Man muss ihm zugute halten: Er merkt, dass er beim Publikum nicht ankommt. Er kämpft. Die Stimme ist gepresst, er schluckt hörbar und verhaspelt sich beim Reden. Aber er gibt nicht auf. Er erzählt, was er bei solchen Auftritten anscheinend immer erzählt, denn er entschuldigt sich bei jenen, »die das von mir schon gehört haben.« Er besinnt sich auf seine Stärken und spricht über diese. Er spricht über seinen Erfolg und sein Geld. Er sagt, dass man die Dinge aus der Sicht der Kunden betrachten und dementsprechend kommunizieren solle, dann stelle sich der Erfolg ein. So wie bei ihm. Damit habe er sehr viel Geld verdient.
Er erzählt, wie erfolgreich er im Sanieren von Unternehmen sei. Bei manchen Firmen habe das aber auch seine Grenzen, denn: »Ich kann ja dort nicht ewig sanieren.« Es folgt die Geschichte über eine Taxi-Fahrt, der Taxler fragte ihn, wohin es gehen solle. Seine Antwort: »Egal, ich werde überall gebraucht.« Danach ist es mucksmäuschenstill im Publikum, es ist die Stille der Betroffenheit.

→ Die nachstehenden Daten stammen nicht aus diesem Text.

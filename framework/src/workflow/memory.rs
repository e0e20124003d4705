//! In-process client
//!
//! [`InMemoryClient`] runs registered workflow functions on tokio tasks in
//! the current process. It implements the same [`Client`] contract as a
//! remote service, which makes it suitable for tests, demos and local
//! development of generated launchers.

use crate::error::FrameworkError;
use crate::workflow::registry::RunnerRegistry;
use crate::workflow::{Client, StartWorkflowOptions, WorkflowContext, WorkflowRun, WorkflowStatus};
use async_trait::async_trait;
use serde::de::DeserializeOwned;
use serde::Serialize;
use serde_json::Value;
use std::fmt::Display;
use std::future::Future;
use std::time::Duration;
use tokio::sync::watch;

/// Client that executes workflows inside the current process
#[derive(Clone, Default)]
pub struct InMemoryClient {
    registry: RunnerRegistry,
}

impl InMemoryClient {
    pub fn new() -> Self {
        Self::default()
    }

    /// Register a workflow function under the identifier launchers use
    ///
    /// ```rust,ignore
    /// let client = InMemoryClient::new().register("hello_workflow", hello_workflow);
    /// ```
    pub fn register<F, Fut, I, O, E>(mut self, identifier: impl Into<String>, func: F) -> Self
    where
        F: Fn(WorkflowContext, I) -> Fut + Send + Sync + 'static,
        Fut: Future<Output = Result<O, E>> + Send + 'static,
        I: DeserializeOwned + Send + 'static,
        O: Serialize + 'static,
        E: Display + 'static,
    {
        self.registry.insert(identifier, func);
        self
    }

    pub fn registry(&self) -> &RunnerRegistry {
        &self.registry
    }
}

#[async_trait]
impl Client for InMemoryClient {
    async fn execute_workflow(
        &self,
        options: StartWorkflowOptions,
        workflow: &str,
        input: Value,
    ) -> Result<Box<dyn WorkflowRun>, FrameworkError> {
        let runner = self
            .registry
            .find(workflow)
            .ok_or_else(|| FrameworkError::WorkflowNotRegistered(workflow.to_string()))?;

        let run_id = format!("{:016x}", rand::random::<u64>());
        let workflow_id = options
            .id
            .clone()
            .unwrap_or_else(|| format!("{}-{}", workflow, run_id));
        let ctx = WorkflowContext::new(
            workflow_id.clone(),
            run_id.clone(),
            workflow,
            options.task_queue.clone(),
        );

        tracing::debug!(workflow, %workflow_id, %run_id, "starting in-process run");

        let (tx, rx) = watch::channel(RunState::Running);
        let timeout = options.execution_timeout;
        tokio::spawn(async move {
            let fut = ctx.clone().enter(runner(ctx, input));
            let outcome = match timeout {
                Some(limit) => tokio::time::timeout(limit, fut)
                    .await
                    .unwrap_or_else(|_| {
                        Err(FrameworkError::Timeout {
                            workflow_id: String::new(),
                            after: limit,
                        })
                    }),
                None => fut.await,
            };
            let _ = tx.send(RunState::from(outcome));
        });

        Ok(Box::new(MemoryRun {
            workflow_id,
            run_id,
            state: rx,
        }))
    }
}

#[derive(Debug, Clone)]
enum RunState {
    Running,
    Succeeded(Value),
    Failed(String),
    TimedOut(Duration),
}

impl From<Result<Value, FrameworkError>> for RunState {
    fn from(outcome: Result<Value, FrameworkError>) -> Self {
        match outcome {
            Ok(value) => Self::Succeeded(value),
            Err(FrameworkError::WorkflowFailed { message, .. }) => Self::Failed(message),
            Err(FrameworkError::Timeout { after, .. }) => Self::TimedOut(after),
            Err(other) => Self::Failed(other.to_string()),
        }
    }
}

struct MemoryRun {
    workflow_id: String,
    run_id: String,
    state: watch::Receiver<RunState>,
}

impl MemoryRun {
    async fn finished_state(&self) -> RunState {
        let mut rx = self.state.clone();
        loop {
            let current = rx.borrow_and_update().clone();
            if !matches!(current, RunState::Running) {
                return current;
            }
            if rx.changed().await.is_err() {
                // Sender gone; the last value is final.
                let last = rx.borrow().clone();
                return match last {
                    RunState::Running => {
                        RunState::Failed("run task ended without a result".to_string())
                    }
                    done => done,
                };
            }
        }
    }
}

#[async_trait]
impl WorkflowRun for MemoryRun {
    fn workflow_id(&self) -> &str {
        &self.workflow_id
    }

    fn run_id(&self) -> &str {
        &self.run_id
    }

    fn status(&self) -> WorkflowStatus {
        match *self.state.borrow() {
            RunState::Running => WorkflowStatus::Running,
            RunState::Succeeded(_) => WorkflowStatus::Succeeded,
            RunState::Failed(_) | RunState::TimedOut(_) => WorkflowStatus::Failed,
        }
    }

    async fn get(&self) -> Result<Value, FrameworkError> {
        match self.finished_state().await {
            RunState::Succeeded(value) => Ok(value),
            RunState::TimedOut(after) => Err(FrameworkError::Timeout {
                workflow_id: self.workflow_id.clone(),
                after,
            }),
            RunState::Failed(message) => Err(FrameworkError::WorkflowFailed {
                workflow_id: self.workflow_id.clone(),
                message,
            }),
            RunState::Running => Err(FrameworkError::internal("run finished without a result")),
        }
    }
}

Das lässt ihn den Faden verlieren und er beschließt, die angekündigten Inhalte gänzlich zu ignorieren und nur mehr über sich zu sprechen. Es ist die Rede von Firmenübergaben und verschlossenen Kuverts mit Zetteln drin, auf denen steht, dass Paul Misar der beste Sanierer sei. Wir hören, dass die Uhr, die er gerade trägt (und die er uns bei der Gelegenheit natürlich zeigt), teuer sei. Aber nicht so teuer, wie jene, die er gemeinsam mit seinem Sohn gekauft habe, die sei ein echtes Erbstück.
Und als man glaubt, es ginge nicht mehr schlimmer, sagt er: »Ich bin das Viagra der Motivationsspeaker-Branche.« Weil er den Rednern klar macht, wofür sie stehen. Daraufhin verlassen viele den Saal. Der Rest sieht, wie auf der Leinwand Fotos von Paul Misar gezeigt werden: beim Golfen, im Hubschrauber, mit Richard Branson usw. Der Fotograf der Veranstaltung geht zur Bühne, um ein Foto zu machen und wird daraufhin von Paul Misar als »Paparazzi« bezeichnet.
Endlich neigt sich die Darbietung dem Ende zu. Es gebe noch Restplätze für eine seiner Veranstaltungen, hören wir, die Karten könne man draußen im Foyer kaufen. Genau wie ein 7-Stunden-Hörbuch. Während ich mir überlege, was 7 Stunden Paul Misar in mir auslösen würden, höre ich ihn sagen: »Danke! Ihr wart das beste Publikum, das ich heute in Wien bekommen konnte.« Na bumm. Das sitzt.